Bell sat down, laid his big hands on the table, one palm down, one up, and scrutinized a face that gave away nothing.

“How far do you think you will get if you shoot me in a crowded hotel?”

“Considering how far I have gotten from a dozen professional detectives for the past two weeks, pursuit by ordinary citizens drinking in a hotel bar holds few terrors for me.

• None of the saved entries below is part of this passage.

//! Server-Sent Events decoding
//!
//! Implements the subset of the `text/event-stream` format the log stream
//! uses: `data:` lines accumulate until a blank line dispatches the event,
//! comment lines (leading `:`) are skipped, and `event`, `id` and `retry`
//! fields are ignored.

/// Incremental decoder turning raw body chunks into event payloads
///
/// Chunks may split lines or even UTF-8 sequences anywhere; bytes are
/// buffered until a full line is available.
#[derive(Debug, Default)]
pub struct SseDecoder {
    buffer: Vec<u8>,
    data: Vec<String>,
}

impl SseDecoder {
    pub fn new() -> Self {
        Self::default()
    }

    /// Feed a chunk and return every event completed by it
    pub fn feed(&mut self, chunk: &[u8]) -> Vec<String> {
        self.buffer.extend_from_slice(chunk);

        let mut events = Vec::new();
        while let Some(newline) = self.buffer.iter().position(|b| *b == b'\n') {
            let mut line: Vec<u8> = self.buffer.drain(..=newline).collect();
            line.pop();
            if line.last() == Some(&b'\r') {
                line.pop();
            }

            if let Some(event) = self.process_line(&String::from_utf8_lossy(&line)) {
                events.push(event);
            }
        }
        events
    }

    fn process_line(&mut self, line: &str) -> Option<String> {
        if line.is_empty() {
            if self.data.is_empty() {
                return None;
            }
            let event = self.data.join("\n");
            self.data.clear();
            return Some(event);
        }

        if line.starts_with(':') {
            return None;
        }

        let (field, value) = match line.split_once(':') {
            Some((field, value)) => (field, value.strip_prefix(' ').unwrap_or(value)),
            None => (line, ""),
        };

        if field == "data" {
            self.data.push(value.to_string());
        }
        None
    }
}
//! apiwatch Core
//!
//! Core types shared by the apiwatch dashboard crates.
//!
//! This crate contains:
//! - Domain types: request log entries, background jobs and their log lines
//! - DTOs: wire representations exchanged with the API server
//! - Timestamp helpers tolerant of the formats the server emits

pub mod domain;
pub mod dto;
pub mod error;
pub mod timestamp;

pub use error::ModelError;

But surely you can guess that I did not lure you here to shoot you, which I could have done late last night as you walked home from this hotel to your club on 44th Street.”

Bell returned a grim smile. “My congratulations to the Black Ocean Society for teaching their spies the art of invisibility.”

“I accept the compliment,” Yamamoto smiled back. “In the name of the Empire of Japan.”

“Why does a patriot of the Empire of Japan become the instrument of an English spy’s revenge?”

“Don’t be put out with Abbington-Westlake. You hurt his pride, which is a dangerous thing to do to an Englishman.”

“Next time I see him, I won’t hurt his pride.”

Yamamoto smiled again. “That is between you and him. Let us remember that you and I are not enemies.”

“You murdered Arthur Langner in the Gun Factory,” Bell shot back coldly. “That makes us enemies.”

“I did not kill Arthur Langner. Someone else did. An overzealous subordinate. I’ve taken appropriate measures with him.”